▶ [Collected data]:
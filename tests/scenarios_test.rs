// End-to-end behavior of the availability engine and toggle rules over the
// built-in catalog.

use correlatives::{
    available_ids, builtin_catalog, summarize, Catalog, CourseRecord, CourseStatus, Selection,
    ToggleOutcome,
};
use proptest::prelude::*;
use std::collections::BTreeSet;

fn completed(ids: &[&str]) -> BTreeSet<String> {
    ids.iter().map(|id| id.to_string()).collect()
}

fn all_ids() -> Vec<String> {
    builtin_catalog().iter().map(|c| c.id.clone()).collect()
}

#[test]
fn test_scenario_nothing_completed() {
    let available = available_ids(&completed(&[]), builtin_catalog());

    assert_eq!(available, vec!["INGM101", "INGM105", "ING6102", "ING6301"]);
}

#[test]
fn test_scenario_first_three_roots_completed() {
    let available = available_ids(
        &completed(&["INGM101", "INGM105", "ING6102"]),
        builtin_catalog(),
    );

    assert!(available.contains(&"ING6201".to_string()));
    assert!(available.contains(&"INGM107".to_string()));
    // Second-year courses still wait on first-year ones
    assert!(!available.contains(&"ING6202".to_string()));
    assert!(!available.contains(&"INGM108".to_string()));
}

#[test]
fn test_scenario_programacion_a_locked_without_informatica() {
    let catalog = builtin_catalog();
    let mut selection = Selection::with_completed(["INGM101", "INGM105"]);

    let available = available_ids(selection.completed(), catalog);
    assert!(!available.contains(&"ING6201".to_string()));

    let before = selection.completed().clone();
    let outcome = selection.toggle("ING6201", catalog);

    assert!(matches!(outcome, ToggleOutcome::Ignored { .. }));
    assert_eq!(selection.completed(), &before);
}

#[test]
fn test_scenario_teorias_needs_estadistica_and_programacion_b() {
    let catalog = builtin_catalog();
    let teorias = catalog.get("ING6203").unwrap();

    let mut selection = Selection::new();
    let report = selection.seed(
        ["INGM101", "INGM105", "ING6102", "INGM102", "INGM108"],
        catalog,
    );
    assert!(report.is_clean());
    assert_eq!(selection.status(teorias), CourseStatus::Locked);

    // Only Programación B
    let mut only_b = Selection::new();
    only_b.seed(
        ["INGM101", "INGM105", "ING6102", "ING6201", "INGM107", "ING6202"],
        catalog,
    );
    assert_eq!(only_b.status(teorias), CourseStatus::Locked);
    assert!(matches!(
        only_b.toggle("ING6203", catalog),
        ToggleOutcome::Ignored { ref missing } if missing == &vec!["INGM108".to_string()]
    ));

    // Both
    selection.seed(["ING6201", "INGM107", "ING6202"], catalog);
    assert_eq!(selection.status(teorias), CourseStatus::Available);
    assert_eq!(selection.toggle("ING6203", catalog), ToggleOutcome::Completed);
}

#[test]
fn test_whole_plan_can_be_completed() {
    let catalog = builtin_catalog();
    let mut selection = Selection::new();

    // Reverse catalog order forces several seeding passes
    let mut ids = all_ids();
    ids.reverse();
    let report = selection.seed(&ids, catalog);

    assert!(report.is_clean());
    let summary = summarize(selection.completed(), catalog);
    assert_eq!(summary.completed, 16);
    assert!(available_ids(selection.completed(), catalog).is_empty());
}

#[test]
fn test_file_catalog_with_dangling_prerequisite() {
    let catalog = Catalog::from_records(vec![
        CourseRecord {
            id: "A".to_string(),
            name: "Alpha".to_string(),
            prerequisites: None,
        },
        CourseRecord {
            id: "B".to_string(),
            name: "Beta".to_string(),
            prerequisites: Some(vec!["MISSING".to_string()]),
        },
    ]);
    let mut selection = Selection::new();

    selection.toggle("A", &catalog);
    let outcome = selection.toggle("B", &catalog);

    assert_eq!(
        outcome,
        ToggleOutcome::Ignored {
            missing: vec!["MISSING".to_string()]
        }
    );
    assert_eq!(selection.toggle("MISSING", &catalog), ToggleOutcome::Unknown);
}

fn completed_sets() -> impl Strategy<Value = BTreeSet<String>> {
    prop::sample::subsequence(all_ids(), 0..=16).prop_map(|ids| ids.into_iter().collect())
}

proptest! {
    #[test]
    fn available_and_completed_are_disjoint(done in completed_sets()) {
        for id in available_ids(&done, builtin_catalog()) {
            prop_assert!(!done.contains(&id));
        }
    }

    #[test]
    fn courses_without_prerequisites_available_unless_completed(done in completed_sets()) {
        let available = available_ids(&done, builtin_catalog());
        for course in builtin_catalog().iter().filter(|c| !c.has_prerequisites()) {
            prop_assert_eq!(available.contains(&course.id), !done.contains(&course.id));
        }
    }

    #[test]
    fn availability_is_idempotent(done in completed_sets()) {
        let catalog = builtin_catalog();
        prop_assert_eq!(available_ids(&done, catalog), available_ids(&done, catalog));
    }

    #[test]
    fn completing_a_course_never_locks_another(done in completed_sets(), extra in 0usize..16) {
        let catalog = builtin_catalog();
        let extra_id = catalog.courses()[extra].id.clone();

        let before = available_ids(&done, catalog);
        let mut more = done.clone();
        more.insert(extra_id.clone());
        let after = available_ids(&more, catalog);

        for id in before.iter().filter(|id| **id != extra_id) {
            prop_assert!(after.contains(id), "{} lost availability after completing {}", id, extra_id);
        }
    }

    #[test]
    fn toggle_on_locked_never_changes_selection(done in completed_sets(), pick in 0usize..16) {
        let catalog = builtin_catalog();
        let course = &catalog.courses()[pick];
        let mut selection = Selection::with_completed(done.iter().cloned());

        if selection.status(course) == CourseStatus::Locked {
            let before = selection.completed().clone();
            let outcome = selection.toggle(&course.id, catalog);
            prop_assert!(!outcome.changed());
            prop_assert_eq!(selection.completed(), &before);
        }
    }
}
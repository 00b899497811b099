// Only compile UI module when TUI feature is enabled
#[cfg(feature = "tui")]
mod ui;

use anyhow::{Context, Result};
use clap::{Parser, Subcommand, ValueEnum};
use correlatives::logging::init_logger;
use correlatives::{
    available_courses, builtin_catalog, check_records, course_reports, export_json,
    load_records, summarize, write_csv, Catalog, CatalogIssue, CatalogReport, CourseStatus,
    IssueKind, Selection,
};
use std::fs::File;
use std::io::{self, Write};
use std::path::PathBuf;

#[derive(Debug, Parser)]
#[command(name = "correlatives", version)]
#[command(about = "Track completed courses and see which ones are unlocked")]
struct Cli {
    /// Catalog file (.json or .csv); the built-in catalog is used when absent
    #[arg(long, global = true, env = "CORRELATIVES_CATALOG")]
    catalog: Option<PathBuf>,

    /// Comma-separated course ids to start the session with
    #[arg(long, global = true, value_delimiter = ',', env = "CORRELATIVES_COMPLETED")]
    completed: Vec<String>,

    /// Refuse to start when the catalog has courses that can never unlock
    #[arg(long, global = true)]
    strict: bool,

    #[arg(short, long, global = true, help = "Enable verbose output")]
    verbose: bool,

    #[command(subcommand)]
    command: Option<Command>,
}

#[derive(Debug, Subcommand)]
enum Command {
    /// Interactive course table (default)
    Tui,
    /// Print available course ids, one per line
    Available,
    /// Print every course with its status
    Status {
        #[arg(long)]
        json: bool,
    },
    /// Check the catalog for authoring defects
    Check,
    /// Export the catalog with statuses
    Export {
        #[arg(long, value_enum, default_value_t = ExportFormat::Csv)]
        format: ExportFormat,

        /// Output file; stdout when absent
        #[arg(long)]
        output: Option<PathBuf>,
    },
}

#[derive(Debug, Clone, Copy, ValueEnum)]
enum ExportFormat {
    Csv,
    Json,
}

fn main() -> Result<()> {
    let cli = Cli::parse();
    init_logger(cli.verbose);

    let code = run(cli, &mut io::stdout())?;
    if code != 0 {
        std::process::exit(code);
    }
    Ok(())
}

/// Run one command, writing its output to `out`. Returns the exit status.
fn run<W: Write>(cli: Cli, out: &mut W) -> Result<i32> {
    let records = match &cli.catalog {
        Some(path) => load_records(path)?,
        None => builtin_catalog().to_records(),
    };
    let report = check_records(&records);
    let command = cli.command.unwrap_or(Command::Tui);

    if blocks_startup(cli.strict, &report, &command) {
        eprintln!("❌ Catalog has courses that can never become available:");
        print_report(&report, out)?;
        return Ok(1);
    }
    for issue in startup_warnings(&report, &command) {
        tracing::warn!(course = %issue.course_id, "{}", issue.message);
    }

    let catalog = Catalog::from_records(records);
    let mut selection = Selection::new();
    let seeded = selection.seed(&cli.completed, &catalog);
    if !seeded.unknown.is_empty() {
        eprintln!("⚠️  Unknown course ids ignored: {}", seeded.unknown.join(", "));
    }
    if !seeded.locked.is_empty() {
        eprintln!(
            "⚠️  Locked courses not marked (missing prerequisites): {}",
            seeded.locked.join(", ")
        );
    }

    match command {
        Command::Tui => return run_ui_mode(catalog, selection, out),
        Command::Available => write_available(&catalog, &selection, out)?,
        Command::Status { json } => {
            if json {
                writeln!(out, "{}", export_json(&catalog, selection.completed())?)?;
            } else {
                print_status(&catalog, &selection, out)?;
            }
        }
        Command::Export { format, output } => {
            run_export(&catalog, &selection, format, output, out)?
        }
        Command::Check => {
            print_report(&report, out)?;
            if report.has_critical_issues() {
                return Ok(1);
            }
        }
    }

    Ok(0)
}

/// `--strict` turns critical catalog issues into a start-up failure, except
/// for `check`, whose job is to report them.
fn blocks_startup(strict: bool, report: &CatalogReport, command: &Command) -> bool {
    strict && report.has_critical_issues() && !matches!(command, Command::Check)
}

fn startup_warnings<'a>(report: &'a CatalogReport, command: &Command) -> Vec<&'a CatalogIssue> {
    if matches!(command, Command::Check) {
        return Vec::new();
    }
    // Catalog::from_records already warns for each omitted duplicate
    report
        .issues
        .iter()
        .filter(|issue| !matches!(issue.kind, IssueKind::DuplicateId))
        .collect()
}

fn write_available<W: Write>(catalog: &Catalog, selection: &Selection, out: &mut W) -> Result<()> {
    for course in available_courses(selection.completed(), catalog) {
        writeln!(out, "{}", course.id)?;
    }
    Ok(())
}

fn print_report<W: Write>(report: &CatalogReport, out: &mut W) -> Result<()> {
    for issue in &report.issues {
        writeln!(out, "{:?}: {}", issue.severity, issue.message)?;
    }
    if report.is_clean() {
        writeln!(out, "✓ {}", report.summary())?;
    } else {
        writeln!(out, "{}", report.summary())?;
    }
    Ok(())
}

fn print_status<W: Write>(catalog: &Catalog, selection: &Selection, out: &mut W) -> Result<()> {
    writeln!(out, "Catalog {}", &catalog.fingerprint()[..12])?;
    writeln!(out, "{}", summarize(selection.completed(), catalog).summary())?;
    writeln!(out)?;

    for report in course_reports(catalog, selection.completed()) {
        let marker = match report.status {
            CourseStatus::Completed => "✓",
            CourseStatus::Available => "○",
            CourseStatus::Locked => "✗",
        };
        if report.missing.is_empty() {
            writeln!(out, "{} {:<9} {:<10} {}", marker, report.id, report.status, report.name)?;
        } else {
            writeln!(
                out,
                "{} {:<9} {:<10} {} (missing: {})",
                marker,
                report.id,
                report.status,
                report.name,
                report.missing.join(", ")
            )?;
        }
    }
    Ok(())
}

fn run_export<W: Write>(
    catalog: &Catalog,
    selection: &Selection,
    format: ExportFormat,
    output: Option<PathBuf>,
    out: &mut W,
) -> Result<()> {
    match (format, output) {
        (ExportFormat::Csv, Some(path)) => {
            let file = File::create(&path)
                .with_context(|| format!("Failed to create export file: {:?}", path))?;
            write_csv(catalog, selection.completed(), file)?;
            eprintln!("✓ Exported {} courses to {:?}", catalog.len(), path);
        }
        (ExportFormat::Csv, None) => write_csv(catalog, selection.completed(), &mut *out)?,
        (ExportFormat::Json, Some(path)) => {
            std::fs::write(&path, export_json(catalog, selection.completed())?)
                .with_context(|| format!("Failed to write export file: {:?}", path))?;
            eprintln!("✓ Exported {} courses to {:?}", catalog.len(), path);
        }
        (ExportFormat::Json, None) => {
            writeln!(out, "{}", export_json(catalog, selection.completed())?)?
        }
    }
    Ok(())
}

#[cfg(feature = "tui")]
fn run_ui_mode<W: Write>(catalog: Catalog, selection: Selection, out: &mut W) -> Result<i32> {
    tracing::debug!(courses = catalog.len(), "starting terminal UI");

    let mut app = ui::App::new(catalog, selection);
    ui::run_ui(&mut app)?;

    let completed: Vec<&str> = app.selection.completed().iter().map(String::as_str).collect();
    if !completed.is_empty() {
        // Session state is not saved; print it so it can be passed back with --completed
        writeln!(out, "--completed {}", completed.join(","))?;
    }

    Ok(0)
}

#[cfg(not(feature = "tui"))]
fn run_ui_mode<W: Write>(_catalog: Catalog, _selection: Selection, _out: &mut W) -> Result<i32> {
    eprintln!("❌ TUI mode not available!");
    eprintln!("   Rebuild with: cargo build --features tui");
    eprintln!("   Or use: correlatives status");
    Ok(1)
}

#[cfg(test)]
mod tests {
    use super::*;
    use correlatives::CourseRecord;
    use std::path::Path;

    fn run_args(args: &[&str]) -> (i32, String) {
        let cli = Cli::try_parse_from(args.iter().copied()).unwrap();
        let mut out = Vec::new();
        let code = run(cli, &mut out).unwrap();
        (code, String::from_utf8(out).unwrap())
    }

    fn write_dangling_catalog(dir: &Path) -> String {
        let path = dir.join("plan.json");
        std::fs::write(
            &path,
            r#"[{"id": "A", "name": "Alpha"}, {"id": "B", "name": "Beta", "prerequisites": ["Z"]}]"#,
        )
        .unwrap();
        path.to_string_lossy().into_owned()
    }

    #[test]
    fn test_completed_accepts_comma_separated_ids() {
        let cli =
            Cli::try_parse_from(["correlatives", "available", "--completed", "INGM101,INGM105"])
                .unwrap();

        assert_eq!(cli.completed, vec!["INGM101", "INGM105"]);
        assert!(matches!(cli.command, Some(Command::Available)));
    }

    #[test]
    fn test_completed_falls_back_to_environment() {
        std::env::set_var("CORRELATIVES_COMPLETED", "ING6102,INGM105");
        let cli = Cli::try_parse_from(["correlatives", "status"]);
        std::env::remove_var("CORRELATIVES_COMPLETED");

        assert_eq!(cli.unwrap().completed, vec!["ING6102", "INGM105"]);
    }

    #[test]
    fn test_no_subcommand_means_tui() {
        let cli = Cli::try_parse_from(["correlatives", "--strict"]).unwrap();

        assert!(cli.command.is_none());
        assert!(cli.strict);
    }

    #[test]
    fn test_export_rejects_unknown_format() {
        assert!(Cli::try_parse_from(["correlatives", "export", "--format", "xml"]).is_err());
    }

    #[test]
    fn test_available_prints_ids_in_catalog_order() {
        let (code, out) = run_args(&[
            "correlatives",
            "--completed",
            "ING6102,INGM105,INGM101",
            "available",
        ]);

        assert_eq!(code, 0);
        assert_eq!(
            out.lines().collect::<Vec<_>>(),
            vec!["ING6301", "INGM102", "INGM106", "ING6201", "INGM107", "INGF101"]
        );
    }

    #[test]
    fn test_check_builtin_catalog_exits_zero() {
        let (code, out) = run_args(&["correlatives", "check"]);

        assert_eq!(code, 0);
        assert!(out.starts_with("✓ 16 courses, 0 issues"));
    }

    #[test]
    fn test_check_exits_one_on_dangling_prerequisite() {
        let dir = tempfile::tempdir().unwrap();
        let catalog = write_dangling_catalog(dir.path());

        let (code, out) = run_args(&["correlatives", "--catalog", &catalog, "check"]);

        assert_eq!(code, 1);
        assert!(out.contains("2 courses, 1 issues (1 critical)"));
    }

    #[test]
    fn test_strict_refuses_dangling_catalog_except_for_check() {
        let dir = tempfile::tempdir().unwrap();
        let catalog = write_dangling_catalog(dir.path());

        let (code, out) = run_args(&["correlatives", "--catalog", &catalog, "available"]);
        assert_eq!(code, 0);
        assert_eq!(out.lines().collect::<Vec<_>>(), vec!["A"]);

        let (code, out) =
            run_args(&["correlatives", "--catalog", &catalog, "--strict", "available"]);
        assert_eq!(code, 1);
        assert!(!out.lines().any(|line| line == "A"));

        let (code, out) = run_args(&["correlatives", "--catalog", &catalog, "--strict", "check"]);
        assert_eq!(code, 1);
        assert!(out.contains("1 critical"));
    }

    #[test]
    fn test_startup_warnings_skip_duplicates_and_check() {
        let records = vec![
            CourseRecord {
                id: "A".into(),
                name: "Alpha".into(),
                prerequisites: None,
            },
            CourseRecord {
                id: "A".into(),
                name: "Again".into(),
                prerequisites: None,
            },
            CourseRecord {
                id: "B".into(),
                name: "Beta".into(),
                prerequisites: Some(vec!["Z".into()]),
            },
        ];
        let report = check_records(&records);
        assert_eq!(report.issues.len(), 2);

        let warned = startup_warnings(&report, &Command::Available);
        assert_eq!(warned.len(), 1);
        assert!(matches!(warned[0].kind, IssueKind::DanglingPrerequisite { .. }));

        assert!(startup_warnings(&report, &Command::Check).is_empty());
    }

    #[test]
    fn test_status_json_lists_every_course() {
        let (code, out) = run_args(&["correlatives", "status", "--json"]);

        assert_eq!(code, 0);
        let parsed: serde_json::Value = serde_json::from_str(&out).unwrap();
        assert_eq!(parsed.as_array().unwrap().len(), 16);
    }
}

▶ [ASSIGNMENT]: Reply with the number of lines in the data that include the string "ValueEnum" and nothing else.

▶ [RESULT OF THIS EXERCISE]: 2